I’m not going to go into the entire process since there are already some amazing resources out there, but I can share some of the ones that I am using. I work with graphic designers on a daily basis at my job so thankfully, a friend/coworker did my cover design (I paid her). I found a great typesetter/interior designer thorough Reedsy who I am working with now and in the final stages of proofing. The publishing platform I’m using is IngramSpark which, to be honest, I’m still learning how to use… but they have a lot of helpful articles for us newbs to this whole self-publishing process.

I can’t say I’m a guru just yet, but the next book should be SO much easier! Although maybe not cheaper… Oh, and I don’t update it as often as I should, but you can find me @dukeofverse on Instagram.

Revision Is Your BFF

One of the hardest things for me to grasp is that writing, in my experience, is not seen as a viable talent or a gift which needs refining. You see it in the creative world and you see it in the professional/corporate world. Everywhere. And I’ve dabbled in just about all of it: technical writing, poetry, dialogue, most recently copywriting.

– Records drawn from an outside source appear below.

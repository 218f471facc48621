// crates/campus-care-server/src/llm/provider.rs
// LLM provider abstraction layer

use anyhow::Result;
use async_trait::async_trait;
use serde::{Deserialize, Serialize};
use std::fmt;

use super::{ChatResult, Message};

/// Supported chat-completion providers, all spoken to over the OpenAI wire format
#[derive(Debug, Clone, Copy, PartialEq, Eq, Hash, Serialize, Deserialize)]
#[serde(rename_all = "lowercase")]
pub enum Provider {
    OpenAi,
    DeepSeek,
    Gemini,
}

impl Provider {
    /// Parse provider from string
    pub fn from_str(s: &str) -> Option<Self> {
        match s.trim().to_lowercase().as_str() {
            "openai" => Some(Self::OpenAi),
            "deepseek" => Some(Self::DeepSeek),
            "gemini" | "google" => Some(Self::Gemini),
            _ => None,
        }
    }

    /// Environment variables holding this provider's API key, in lookup order
    pub fn api_key_env_vars(&self) -> &'static [&'static str] {
        match self {
            Self::OpenAi => &["OPENAI_API_KEY"],
            Self::DeepSeek => &["DEEPSEEK_API_KEY"],
            Self::Gemini => &["GEMINI_API_KEY", "GOOGLE_API_KEY"],
        }
    }

    /// Default model for this provider
    pub fn default_model(&self) -> &'static str {
        match self {
            Self::OpenAi => "gpt-4o-mini",
            Self::DeepSeek => "deepseek-chat",
            Self::Gemini => "gemini-2.0-flash",
        }
    }

    /// Base URL of the OpenAI-compatible API (without `/chat/completions`)
    pub fn default_base_url(&self) -> &'static str {
        match self {
            Self::OpenAi => "https://api.openai.com/v1",
            Self::DeepSeek => "https://api.deepseek.com",
            Self::Gemini => "https://generativelanguage.googleapis.com/v1beta/openai",
        }
    }

    /// Display name used in logs
    pub fn display_name(&self) -> &'static str {
        match self {
            Self::OpenAi => "OpenAI",
            Self::DeepSeek => "DeepSeek",
            Self::Gemini => "Gemini",
        }
    }
}

impl fmt::Display for Provider {
    fn fmt(&self, f: &mut fmt::Formatter<'_>) -> fmt::Result {
        match self {
            Self::OpenAi => write!(f, "openai"),
            Self::DeepSeek => write!(f, "deepseek"),
            Self::Gemini => write!(f, "gemini"),
        }
    }
}

/// Trait for LLM clients - "send prompt, get text"
#[async_trait]
pub trait LlmClient: Send + Sync {
    /// Send a chat completion request
    async fn chat(&self, messages: Vec<Message>) -> Result<ChatResult>;

    /// Get the provider type, if backed by a real provider
    fn provider_type(&self) -> Option<Provider>;

    /// Get the model name used by this client
    fn model_name(&self) -> String;
}

#[cfg(test)]
mod tests {
    use super::*;

    #[test]
    fn test_from_str() {
        assert_eq!(Provider::from_str("OpenAI"), Some(Provider::OpenAi));
        assert_eq!(Provider::from_str(" deepseek "), Some(Provider::DeepSeek));
        assert_eq!(Provider::from_str("google"), Some(Provider::Gemini));
        assert_eq!(Provider::from_str("ollama"), None);
    }

    #[test]
    fn test_display_roundtrips_through_from_str() {
        for p in [Provider::OpenAi, Provider::DeepSeek, Provider::Gemini] {
            assert_eq!(Provider::from_str(&p.to_string()), Some(p));
        }
    }

    #[test]
    fn test_base_urls_have_no_trailing_slash() {
        for p in [Provider::OpenAi, Provider::DeepSeek, Provider::Gemini] {
            assert!(!p.default_base_url().ends_with('/'));
            assert!(!p.api_key_env_vars().is_empty());
        }
    }
}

One of the saddest moments I had in my experience as a technical writer was spending many hours rewriting an online training manual. I took a lot of the language which was fairly conversational and translated it into more palatable verbiage for the reader and a person new to an unknown process. I left the job and came back a year later to find that my manual had been edited, by many, with no checks. Inconsistencies in phrasing and wording abounded and I just looked away. Anyone can do it, right?

For an example of good vs. bad technical writing, just think about every piece of furniture you’ve tried to assemble on your own. How difficult was it? Did the instructions help or hinder you? Technical writing is important. Not everyone can do it well or effectively. But if it’s not seen as a viable skill, anyone can do it, right? And that’s when the confusion begins.

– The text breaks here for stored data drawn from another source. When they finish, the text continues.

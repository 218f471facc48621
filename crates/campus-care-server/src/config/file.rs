// crates/campus-care-server/src/config/file.rs
// File-based configuration from ~/.campus-care/config.toml

use crate::llm::Provider;
use serde::Deserialize;
use std::path::{Path, PathBuf};
use tracing::{debug, warn};

/// Top-level config structure
#[derive(Debug, Deserialize, Default)]
pub struct CareConfig {
    #[serde(default)]
    pub llm: LlmFileConfig,
    #[serde(default)]
    pub crisis: CrisisFileConfig,
}

/// LLM configuration section
#[derive(Debug, Deserialize, Default)]
pub struct LlmFileConfig {
    /// Preferred provider; takes precedence over CAMPUS_CARE_LLM_PROVIDER
    pub provider: Option<String>,
    /// Preferred model; takes precedence over CAMPUS_CARE_LLM_MODEL
    pub model: Option<String>,
}

/// Crisis gate section
#[derive(Debug, Deserialize, Default)]
pub struct CrisisFileConfig {
    /// Site-specific phrases added to the canonical list
    #[serde(default)]
    pub extra_phrases: Vec<String>,
}

impl CareConfig {
    /// Load config from ~/.campus-care/config.toml
    pub fn load() -> Self {
        Self::load_from(&Self::config_path())
    }

    /// Load config from a path; missing or malformed files yield defaults
    pub fn load_from(path: &Path) -> Self {
        match std::fs::read_to_string(path) {
            Ok(contents) => match toml::from_str(&contents) {
                Ok(config) => {
                    debug!(path = %path.display(), "Loaded config from file");
                    config
                }
                Err(e) => {
                    warn!(path = %path.display(), error = %e, "Failed to parse config file");
                    Self::default()
                }
            },
            Err(_) => {
                debug!(path = %path.display(), "Config file not found, using defaults");
                Self::default()
            }
        }
    }

    /// Directory holding config.toml and .env
    pub fn config_dir() -> PathBuf {
        dirs::home_dir()
            .unwrap_or_else(|| PathBuf::from("."))
            .join(".campus-care")
    }

    /// Get the config file path
    fn config_path() -> PathBuf {
        Self::config_dir().join("config.toml")
    }

    /// Provider named in the file, if valid
    pub fn provider(&self) -> Option<Provider> {
        self.llm.provider.as_deref().and_then(|p| {
            let parsed = Provider::from_str(p);
            if parsed.is_none() {
                warn!(provider = p, "Unknown provider in config file, ignoring");
            }
            parsed
        })
    }
}

#[cfg(test)]
mod tests {
    use super::*;

    #[test]
    fn test_parse_config() {
        let toml = r#"
[llm]
provider = "gemini"
model = "gemini-2.0-flash-lite"

[crisis]
extra_phrases = ["overdose", "jump off"]
"#;
        let config: CareConfig = toml::from_str(toml).unwrap();
        assert_eq!(config.provider(), Some(Provider::Gemini));
        assert_eq!(config.llm.model.as_deref(), Some("gemini-2.0-flash-lite"));
        assert_eq!(config.crisis.extra_phrases.len(), 2);
    }

    #[test]
    fn test_parse_empty_config() {
        let config: CareConfig = toml::from_str("").unwrap();
        assert_eq!(config.provider(), None);
        assert!(config.crisis.extra_phrases.is_empty());
    }

    #[test]
    fn test_unknown_provider_ignored() {
        let config: CareConfig = toml::from_str("[llm]\nprovider = \"glm\"\n").unwrap();
        assert_eq!(config.provider(), None);
    }

    #[test]
    fn test_load_from_file() {
        let dir = tempfile::tempdir().unwrap();
        let path = dir.path().join("config.toml");
        std::fs::write(&path, "[crisis]\nextra_phrases = [\"overdose\"]\n").unwrap();
        let config = CareConfig::load_from(&path);
        assert_eq!(config.crisis.extra_phrases, vec!["overdose".to_string()]);
    }

    #[test]
    fn test_malformed_file_uses_defaults() {
        let dir = tempfile::tempdir().unwrap();
        let path = dir.path().join("config.toml");
        std::fs::write(&path, "[llm\nprovider = ").unwrap();
        let config = CareConfig::load_from(&path);
        assert!(config.llm.provider.is_none());
    }

    #[test]
    fn test_missing_file_uses_defaults() {
        let config = CareConfig::load_from(Path::new("/nonexistent/campus-care/config.toml"));
        assert!(config.llm.provider.is_none());
    }
}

The same goes for creative writing. Someone doesn’t just come out the gate a Hemingway or a Ishiguro. Not even Hemingway or Ishiguro. It takes years of honing and practicing and (almost always) relying on the advice of others to better your craft. Molly McCowan of Inkbot Editing has a great post where she talks about the importance of an editor in writing and relying on the advice of others. There seems to be a common misconception that great writing just is. It springs up out of nowhere, BAM. New York Times Bestseller and long-lasting masterpiece.

My favorite part of the process has always been revision. To me, the first draft is that lumpy pile of clay and I don’t even know where to start or what shape it really is by the time I’ve written it. In revision, however, I start to see the true form and I feel most inspired. That’s what editors are here for, to feed you that inspiration and cut out that shape you’re trying to find, Mold your treasured words before you put them out into the world.